> **Task to complete**: Give back the data in full, with every line exact.

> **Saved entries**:
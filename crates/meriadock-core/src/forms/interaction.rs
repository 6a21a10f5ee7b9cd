//! The operator-side interaction log form.
//!
//! Unlike the folio-driven pages, this one resolves its program by the
//! direction / coordination / name triple, and attributes the row to the
//! signed-in operator.

use serde::{Deserialize, Serialize};

use super::{FormReset, optional, parse_literal, require};
use crate::{interaction::InteractionType, submit::SubmitError};

/// Logs one contact session with a beneficiary.
#[derive(Debug, Clone, Default, Serialize, Deserialize)]
#[serde(default)]
pub struct LogForm {
  pub direction:        String,
  pub coordination:     String,
  pub program_name:     String,
  pub interaction_type: String,
  pub beneficiary_name: String,
  pub session_number:   String,
  pub notes:            String,
}

/// A validated log entry, still keyed by the selection triple. The acting
/// user is not part of the form; the pipeline takes it from the session.
#[derive(Debug, Clone)]
pub struct LogPayload {
  pub direction:        String,
  pub coordination:     String,
  pub program_name:     String,
  pub interaction_type: InteractionType,
  pub beneficiary_name: String,
  pub session_number:   String,
  pub notes:            Option<String>,
}

impl LogForm {
  pub fn validate(&self) -> Result<LogPayload, SubmitError> {
    require("program_name", &self.program_name)?;
    require("interaction_type", &self.interaction_type)?;
    require("beneficiary_name", &self.beneficiary_name)?;
    require("session_number", &self.session_number)?;

    let interaction_type =
      parse_literal("interaction_type", &self.interaction_type)?;

    Ok(LogPayload {
      direction: self.direction.clone(),
      coordination: self.coordination.clone(),
      program_name: self.program_name.clone(),
      interaction_type,
      beneficiary_name: self.beneficiary_name.clone(),
      session_number: self.session_number.clone(),
      notes: optional(&self.notes),
    })
  }
}

impl FormReset for LogForm {
  /// Keeps the selection triple; operators log several interactions against
  /// the same program in one sitting.
  fn reset_after_submit(&mut self) {
    self.interaction_type.clear();
    self.beneficiary_name.clear();
    self.session_number.clear();
    self.notes.clear();
  }
}

#[cfg(test)]
mod tests {
  use super::*;
  use crate::forms::FormState;

  fn filled() -> LogForm {
    LogForm {
      direction: "Dirección Social".into(),
      coordination: "Coordinación Norte".into(),
      program_name: "Alfabetización".into(),
      interaction_type: "Taller".into(),
      beneficiary_name: "Ana López".into(),
      session_number: "3".into(),
      notes: String::new(),
    }
  }

  #[test]
  fn log_validates_the_interaction_type_literal() {
    let payload = filled().validate().unwrap();
    assert_eq!(payload.interaction_type, InteractionType::Workshop);
    assert!(payload.notes.is_none());
  }

  #[test]
  fn log_requires_a_session_number() {
    let mut form = filled();
    form.session_number.clear();

    match form.validate() {
      Err(SubmitError::MissingField { field }) => {
        assert_eq!(field, "session_number");
      }
      other => panic!("expected missing field, got {other:?}"),
    }
  }

  #[test]
  fn blank_notes_collapse_to_none() {
    let mut form = filled();
    form.notes = "   ".into();
    assert!(form.validate().unwrap().notes.is_none());

    form.notes = "se entregó material".into();
    assert_eq!(
      form.validate().unwrap().notes.as_deref(),
      Some("se entregó material")
    );
  }

  #[test]
  fn reset_keeps_the_selection_triple() {
    let mut state = FormState::new(filled());
    state.begin_submit();
    state.succeed();

    assert_eq!(state.form.direction, "Dirección Social");
    assert_eq!(state.form.coordination, "Coordinación Norte");
    assert_eq!(state.form.program_name, "Alfabetización");
    assert!(state.form.interaction_type.is_empty());
    assert!(state.form.beneficiary_name.is_empty());
    assert!(state.form.session_number.is_empty());
    assert!(state.form.notes.is_empty());
  }
}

> **Output below**:
filename crates/meriadock-core/src/forms/interaction.rs
repository 6a21a10f5ee7b9cd
//! The operator-side interaction log form.
//!
//! Unlike the folio-driven pages, this one resolves its program by the
//! direction / coordination / name triple, and attributes the row to the
//! signed-in operator.

use serde::{Deserialize, Serialize};

use super::{FormReset, optional, parse_literal, require};
use crate::{interaction::InteractionType, submit::SubmitError};

/// Logs one contact session with a beneficiary.
#[derive(Debug, Clone, Default, Serialize, Deserialize)]
#[serde(default)]
pub struct LogForm {
  pub direction:        String,
  pub coordination:     String,
  pub program_name:     String,
  pub interaction_type: String,
  pub beneficiary_name: String,
  pub session_number:   String,
  pub notes:            String,
}

/// A validated log entry, still keyed by the selection triple. The acting
/// user is not part of the form; the pipeline takes it from the session.
#[derive(Debug, Clone)]
pub struct LogPayload {
  pub direction:        String,
  pub coordination:     String,
  pub program_name:     String,
  pub interaction_type: InteractionType,
  pub beneficiary_name: String,
  pub session_number:   String,
  pub notes:            Option<String>,
}

impl LogForm {
  pub fn validate(&self) -> Result<LogPayload, SubmitError> {
    require("program_name", &self.program_name)?;
    require("interaction_type", &self.interaction_type)?;
    require("beneficiary_name", &self.beneficiary_name)?;
    require("session_number", &self.session_number)?;

    let interaction_type =
      parse_literal("interaction_type", &self.interaction_type)?;

    Ok(LogPayload {
      direction: self.direction.clone(),
      coordination: self.coordination.clone(),
      program_name: self.program_name.clone(),
      interaction_type,
      beneficiary_name: self.beneficiary_name.clone(),
      session_number: self.session_number.clone(),
      notes: optional(&self.notes),
    })
  }
}

impl FormReset for LogForm {
  /// Keeps the selection triple; operators log several interactions against
  /// the same program in one sitting.
  fn reset_after_submit(&mut self) {
    self.interaction_type.clear();
    self.beneficiary_name.clear();
    self.session_number.clear();
    self.notes.clear();
  }
}

#[cfg(test)]
mod tests {
  use super::*;
  use crate::forms::FormState;

  fn filled() -> LogForm {
    LogForm {
      direction: "Dirección Social".into(),
      coordination: "Coordinación Norte".into(),
      program_name: "Alfabetización".into(),
      interaction_type: "Taller".into(),
      beneficiary_name: "Ana López".into(),
      session_number: "3".into(),
      notes: String::new(),
    }
  }

  #[test]
  fn log_validates_the_interaction_type_literal() {
    let payload = filled().validate().unwrap();
    assert_eq!(payload.interaction_type, InteractionType::Workshop);
    assert!(payload.notes.is_none());
  }

  #[test]
  fn log_requires_a_session_number() {
    let mut form = filled();
    form.session_number.clear();

    match form.validate() {
      Err(SubmitError::MissingField { field }) => {
        assert_eq!(field, "session_number");
      }
      other => panic!("expected missing field, got {other:?}"),
    }
  }

  #[test]
  fn blank_notes_collapse_to_none() {
    let mut form = filled();
    form.notes = "   ".into();
    assert!(form.validate().unwrap().notes.is_none());

    form.notes = "se entregó material".into();
    assert_eq!(
      form.validate().unwrap().notes.as_deref(),
      Some("se entregó material")
    );
  }

  #[test]
  fn reset_keeps_the_selection_triple() {
    let mut state = FormState::new(filled());
    state.begin_submit();
    state.succeed();

    assert_eq!(state.form.direction, "Dirección Social");
    assert_eq!(state.form.coordination, "Coordinación Norte");
    assert_eq!(state.form.program_name, "Alfabetización");
    assert!(state.form.interaction_type.is_empty());
    assert!(state.form.beneficiary_name.is_empty());
    assert!(state.form.session_number.is_empty());
    assert!(state.form.notes.is_empty());
  }
}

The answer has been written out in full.